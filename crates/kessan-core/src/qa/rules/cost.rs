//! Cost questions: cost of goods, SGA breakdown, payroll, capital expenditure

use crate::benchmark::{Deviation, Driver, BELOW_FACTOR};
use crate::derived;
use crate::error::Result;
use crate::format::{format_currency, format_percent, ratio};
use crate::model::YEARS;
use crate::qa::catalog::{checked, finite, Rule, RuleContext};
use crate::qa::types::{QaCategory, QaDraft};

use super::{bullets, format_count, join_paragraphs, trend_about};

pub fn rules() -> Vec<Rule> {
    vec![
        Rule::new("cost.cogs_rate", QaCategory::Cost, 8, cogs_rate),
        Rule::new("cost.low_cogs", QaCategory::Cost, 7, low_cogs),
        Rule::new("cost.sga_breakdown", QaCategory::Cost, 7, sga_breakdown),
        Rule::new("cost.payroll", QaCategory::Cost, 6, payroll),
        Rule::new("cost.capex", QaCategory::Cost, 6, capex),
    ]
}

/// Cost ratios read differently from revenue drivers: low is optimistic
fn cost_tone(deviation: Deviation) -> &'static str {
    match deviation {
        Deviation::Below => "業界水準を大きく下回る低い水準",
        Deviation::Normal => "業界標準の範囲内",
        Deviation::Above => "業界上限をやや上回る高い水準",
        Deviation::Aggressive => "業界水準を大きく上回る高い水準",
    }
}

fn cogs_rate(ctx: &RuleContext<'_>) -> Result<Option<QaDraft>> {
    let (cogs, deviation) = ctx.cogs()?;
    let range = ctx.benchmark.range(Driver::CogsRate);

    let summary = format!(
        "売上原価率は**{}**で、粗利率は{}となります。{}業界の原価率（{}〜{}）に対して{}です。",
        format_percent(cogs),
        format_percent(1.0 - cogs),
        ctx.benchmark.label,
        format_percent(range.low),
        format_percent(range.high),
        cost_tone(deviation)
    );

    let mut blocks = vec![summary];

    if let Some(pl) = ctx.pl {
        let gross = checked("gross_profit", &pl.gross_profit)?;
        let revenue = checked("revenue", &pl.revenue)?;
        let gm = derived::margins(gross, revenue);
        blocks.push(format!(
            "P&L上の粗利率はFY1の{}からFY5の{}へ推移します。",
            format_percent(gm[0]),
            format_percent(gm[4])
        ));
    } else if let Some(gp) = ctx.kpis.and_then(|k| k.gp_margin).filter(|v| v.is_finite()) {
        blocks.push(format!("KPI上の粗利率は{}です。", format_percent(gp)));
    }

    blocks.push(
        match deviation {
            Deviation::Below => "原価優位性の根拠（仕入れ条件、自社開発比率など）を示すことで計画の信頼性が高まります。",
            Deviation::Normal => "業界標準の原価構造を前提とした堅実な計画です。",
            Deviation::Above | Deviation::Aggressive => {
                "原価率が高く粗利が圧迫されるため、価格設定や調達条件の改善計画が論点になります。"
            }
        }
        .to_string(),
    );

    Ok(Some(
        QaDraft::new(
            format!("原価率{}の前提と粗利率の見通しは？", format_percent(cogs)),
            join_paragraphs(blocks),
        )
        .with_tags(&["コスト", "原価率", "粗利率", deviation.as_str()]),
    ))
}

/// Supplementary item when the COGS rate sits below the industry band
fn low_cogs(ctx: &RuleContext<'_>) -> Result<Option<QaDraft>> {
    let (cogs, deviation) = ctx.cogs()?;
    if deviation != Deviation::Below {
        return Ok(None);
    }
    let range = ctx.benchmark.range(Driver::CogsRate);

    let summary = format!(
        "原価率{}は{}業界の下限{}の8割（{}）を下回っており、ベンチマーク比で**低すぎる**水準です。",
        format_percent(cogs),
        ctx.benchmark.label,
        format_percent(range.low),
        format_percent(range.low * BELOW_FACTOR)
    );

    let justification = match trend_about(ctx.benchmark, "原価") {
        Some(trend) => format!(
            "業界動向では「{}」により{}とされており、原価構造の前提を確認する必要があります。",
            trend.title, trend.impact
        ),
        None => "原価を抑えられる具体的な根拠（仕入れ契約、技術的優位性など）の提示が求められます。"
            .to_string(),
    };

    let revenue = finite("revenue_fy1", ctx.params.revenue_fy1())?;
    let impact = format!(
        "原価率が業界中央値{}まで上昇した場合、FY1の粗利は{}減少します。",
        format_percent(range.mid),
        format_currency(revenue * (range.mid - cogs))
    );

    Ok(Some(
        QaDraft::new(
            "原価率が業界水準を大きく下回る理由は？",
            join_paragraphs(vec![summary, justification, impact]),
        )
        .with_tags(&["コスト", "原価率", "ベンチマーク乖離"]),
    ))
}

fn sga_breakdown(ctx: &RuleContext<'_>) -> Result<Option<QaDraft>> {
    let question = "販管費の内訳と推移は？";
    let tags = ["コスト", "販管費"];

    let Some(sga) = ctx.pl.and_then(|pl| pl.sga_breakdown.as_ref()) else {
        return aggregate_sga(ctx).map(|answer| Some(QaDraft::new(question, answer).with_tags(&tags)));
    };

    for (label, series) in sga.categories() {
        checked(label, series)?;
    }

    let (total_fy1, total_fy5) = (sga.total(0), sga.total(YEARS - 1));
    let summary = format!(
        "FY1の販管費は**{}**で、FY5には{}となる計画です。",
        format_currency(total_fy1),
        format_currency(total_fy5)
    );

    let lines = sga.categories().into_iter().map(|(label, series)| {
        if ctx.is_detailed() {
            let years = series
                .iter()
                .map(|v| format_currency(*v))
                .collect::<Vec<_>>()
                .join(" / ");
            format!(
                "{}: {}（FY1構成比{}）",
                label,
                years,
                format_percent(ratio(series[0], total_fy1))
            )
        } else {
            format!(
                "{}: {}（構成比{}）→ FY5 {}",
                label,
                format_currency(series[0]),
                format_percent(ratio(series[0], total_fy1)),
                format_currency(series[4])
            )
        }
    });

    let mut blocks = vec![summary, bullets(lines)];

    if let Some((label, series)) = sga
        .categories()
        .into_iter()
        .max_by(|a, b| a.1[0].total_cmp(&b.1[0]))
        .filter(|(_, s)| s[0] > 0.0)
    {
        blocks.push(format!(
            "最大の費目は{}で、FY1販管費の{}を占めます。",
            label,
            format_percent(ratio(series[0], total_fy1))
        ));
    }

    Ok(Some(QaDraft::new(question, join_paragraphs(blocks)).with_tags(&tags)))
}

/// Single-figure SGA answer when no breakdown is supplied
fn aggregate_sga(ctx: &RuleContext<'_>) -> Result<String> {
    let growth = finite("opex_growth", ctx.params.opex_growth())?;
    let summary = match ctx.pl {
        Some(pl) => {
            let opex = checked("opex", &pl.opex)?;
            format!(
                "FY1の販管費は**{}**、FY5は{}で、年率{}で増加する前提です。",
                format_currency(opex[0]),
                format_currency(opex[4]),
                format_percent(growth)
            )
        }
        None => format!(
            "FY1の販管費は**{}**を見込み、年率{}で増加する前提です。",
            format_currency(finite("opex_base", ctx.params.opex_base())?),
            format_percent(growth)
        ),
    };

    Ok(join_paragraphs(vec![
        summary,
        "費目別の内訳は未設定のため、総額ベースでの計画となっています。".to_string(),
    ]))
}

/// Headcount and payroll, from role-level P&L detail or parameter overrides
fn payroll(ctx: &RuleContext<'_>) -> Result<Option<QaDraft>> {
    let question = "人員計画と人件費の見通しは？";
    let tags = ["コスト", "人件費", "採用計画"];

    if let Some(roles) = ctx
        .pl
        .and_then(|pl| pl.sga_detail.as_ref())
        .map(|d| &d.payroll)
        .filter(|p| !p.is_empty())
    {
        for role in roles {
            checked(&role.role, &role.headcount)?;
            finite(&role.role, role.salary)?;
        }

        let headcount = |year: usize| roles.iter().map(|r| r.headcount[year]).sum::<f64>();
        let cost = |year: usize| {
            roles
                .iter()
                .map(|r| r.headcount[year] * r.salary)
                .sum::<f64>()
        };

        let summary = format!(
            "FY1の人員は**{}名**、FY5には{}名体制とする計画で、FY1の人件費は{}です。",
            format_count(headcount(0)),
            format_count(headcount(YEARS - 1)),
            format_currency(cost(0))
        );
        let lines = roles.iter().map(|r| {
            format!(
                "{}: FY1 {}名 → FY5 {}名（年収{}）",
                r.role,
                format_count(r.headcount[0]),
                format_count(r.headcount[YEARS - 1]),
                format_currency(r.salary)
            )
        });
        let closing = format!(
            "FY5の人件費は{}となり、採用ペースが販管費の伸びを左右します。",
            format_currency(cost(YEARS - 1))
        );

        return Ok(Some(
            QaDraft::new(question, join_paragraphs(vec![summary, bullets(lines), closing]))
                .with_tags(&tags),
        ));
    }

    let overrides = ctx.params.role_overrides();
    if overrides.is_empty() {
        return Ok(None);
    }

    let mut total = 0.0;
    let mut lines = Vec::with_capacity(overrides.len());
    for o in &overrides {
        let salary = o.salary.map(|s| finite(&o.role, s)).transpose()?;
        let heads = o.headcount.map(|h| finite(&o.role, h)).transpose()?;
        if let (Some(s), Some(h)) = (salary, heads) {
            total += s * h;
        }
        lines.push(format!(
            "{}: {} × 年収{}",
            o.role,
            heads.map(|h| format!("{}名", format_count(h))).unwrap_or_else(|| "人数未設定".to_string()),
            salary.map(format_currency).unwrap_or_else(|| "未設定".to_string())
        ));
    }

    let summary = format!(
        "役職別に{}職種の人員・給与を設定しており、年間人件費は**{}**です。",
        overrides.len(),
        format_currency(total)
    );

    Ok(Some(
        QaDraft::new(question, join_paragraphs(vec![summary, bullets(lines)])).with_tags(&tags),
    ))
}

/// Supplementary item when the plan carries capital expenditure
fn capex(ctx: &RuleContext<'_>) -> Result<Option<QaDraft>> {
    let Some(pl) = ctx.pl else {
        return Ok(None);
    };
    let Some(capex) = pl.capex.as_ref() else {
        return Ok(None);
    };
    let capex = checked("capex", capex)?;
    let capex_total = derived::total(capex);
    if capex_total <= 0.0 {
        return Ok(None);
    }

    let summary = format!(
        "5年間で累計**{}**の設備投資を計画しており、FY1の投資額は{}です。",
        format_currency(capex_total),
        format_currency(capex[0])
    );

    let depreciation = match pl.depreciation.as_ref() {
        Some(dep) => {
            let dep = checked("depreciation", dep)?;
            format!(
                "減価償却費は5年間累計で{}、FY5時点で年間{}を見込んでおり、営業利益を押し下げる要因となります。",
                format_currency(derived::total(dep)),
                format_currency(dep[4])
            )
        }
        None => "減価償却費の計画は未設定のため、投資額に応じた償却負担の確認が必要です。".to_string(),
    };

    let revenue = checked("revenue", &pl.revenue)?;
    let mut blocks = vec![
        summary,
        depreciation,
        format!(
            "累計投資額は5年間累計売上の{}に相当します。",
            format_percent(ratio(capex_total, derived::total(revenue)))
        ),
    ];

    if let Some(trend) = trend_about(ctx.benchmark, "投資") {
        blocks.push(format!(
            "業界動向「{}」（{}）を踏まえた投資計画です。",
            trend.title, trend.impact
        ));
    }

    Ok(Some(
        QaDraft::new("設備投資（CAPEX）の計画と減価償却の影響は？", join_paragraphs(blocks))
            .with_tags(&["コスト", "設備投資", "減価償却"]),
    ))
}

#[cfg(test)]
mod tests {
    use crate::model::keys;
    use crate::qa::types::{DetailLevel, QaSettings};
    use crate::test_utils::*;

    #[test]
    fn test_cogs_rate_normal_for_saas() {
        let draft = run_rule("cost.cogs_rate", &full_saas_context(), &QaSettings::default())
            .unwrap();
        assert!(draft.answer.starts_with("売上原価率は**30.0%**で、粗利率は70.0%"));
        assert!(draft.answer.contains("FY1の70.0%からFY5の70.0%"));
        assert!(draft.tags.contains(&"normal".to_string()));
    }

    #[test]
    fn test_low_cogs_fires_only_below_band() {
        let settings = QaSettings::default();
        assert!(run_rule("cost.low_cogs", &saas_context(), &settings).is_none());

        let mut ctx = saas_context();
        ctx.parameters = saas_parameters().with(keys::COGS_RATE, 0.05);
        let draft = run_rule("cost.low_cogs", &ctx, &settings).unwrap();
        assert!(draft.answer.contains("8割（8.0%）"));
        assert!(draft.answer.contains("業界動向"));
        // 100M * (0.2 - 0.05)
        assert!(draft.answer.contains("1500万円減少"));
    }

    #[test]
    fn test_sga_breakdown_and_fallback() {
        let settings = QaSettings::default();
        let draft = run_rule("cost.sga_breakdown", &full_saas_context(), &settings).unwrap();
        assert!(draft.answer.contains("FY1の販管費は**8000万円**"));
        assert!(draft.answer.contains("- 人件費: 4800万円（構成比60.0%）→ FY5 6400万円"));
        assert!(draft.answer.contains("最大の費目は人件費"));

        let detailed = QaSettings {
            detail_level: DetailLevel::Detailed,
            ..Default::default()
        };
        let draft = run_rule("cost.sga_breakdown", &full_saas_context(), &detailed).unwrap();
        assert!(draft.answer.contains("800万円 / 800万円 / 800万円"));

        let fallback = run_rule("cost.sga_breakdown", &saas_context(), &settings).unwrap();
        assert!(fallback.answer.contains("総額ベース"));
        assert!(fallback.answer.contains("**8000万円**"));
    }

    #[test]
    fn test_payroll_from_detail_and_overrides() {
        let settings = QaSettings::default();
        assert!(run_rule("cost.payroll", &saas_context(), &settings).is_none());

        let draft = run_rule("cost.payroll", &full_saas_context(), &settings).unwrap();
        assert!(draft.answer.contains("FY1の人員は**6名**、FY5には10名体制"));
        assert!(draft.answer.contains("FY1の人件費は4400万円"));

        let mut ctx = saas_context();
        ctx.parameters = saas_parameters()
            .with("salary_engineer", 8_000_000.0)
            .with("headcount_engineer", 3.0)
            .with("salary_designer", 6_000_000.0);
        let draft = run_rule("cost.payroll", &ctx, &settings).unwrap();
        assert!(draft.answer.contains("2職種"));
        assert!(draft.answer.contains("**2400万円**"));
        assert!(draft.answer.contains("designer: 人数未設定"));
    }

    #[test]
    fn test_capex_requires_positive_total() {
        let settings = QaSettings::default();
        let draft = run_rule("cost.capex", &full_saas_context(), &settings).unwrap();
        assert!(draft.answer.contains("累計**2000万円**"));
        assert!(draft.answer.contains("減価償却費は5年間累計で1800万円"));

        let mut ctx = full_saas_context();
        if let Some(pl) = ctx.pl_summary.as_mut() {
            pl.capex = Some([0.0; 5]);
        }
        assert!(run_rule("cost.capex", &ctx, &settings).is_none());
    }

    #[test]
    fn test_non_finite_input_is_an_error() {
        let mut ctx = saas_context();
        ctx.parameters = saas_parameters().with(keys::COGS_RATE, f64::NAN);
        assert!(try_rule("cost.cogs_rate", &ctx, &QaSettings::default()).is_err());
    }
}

Task objective:
Filter the entries down to the lines with the word "justification" in them, and copy those lines.

Exercise output:
    let justification = match trend_about(ctx.benchmark, "原価") {
            join_paragraphs(vec![summary, justification, impact]),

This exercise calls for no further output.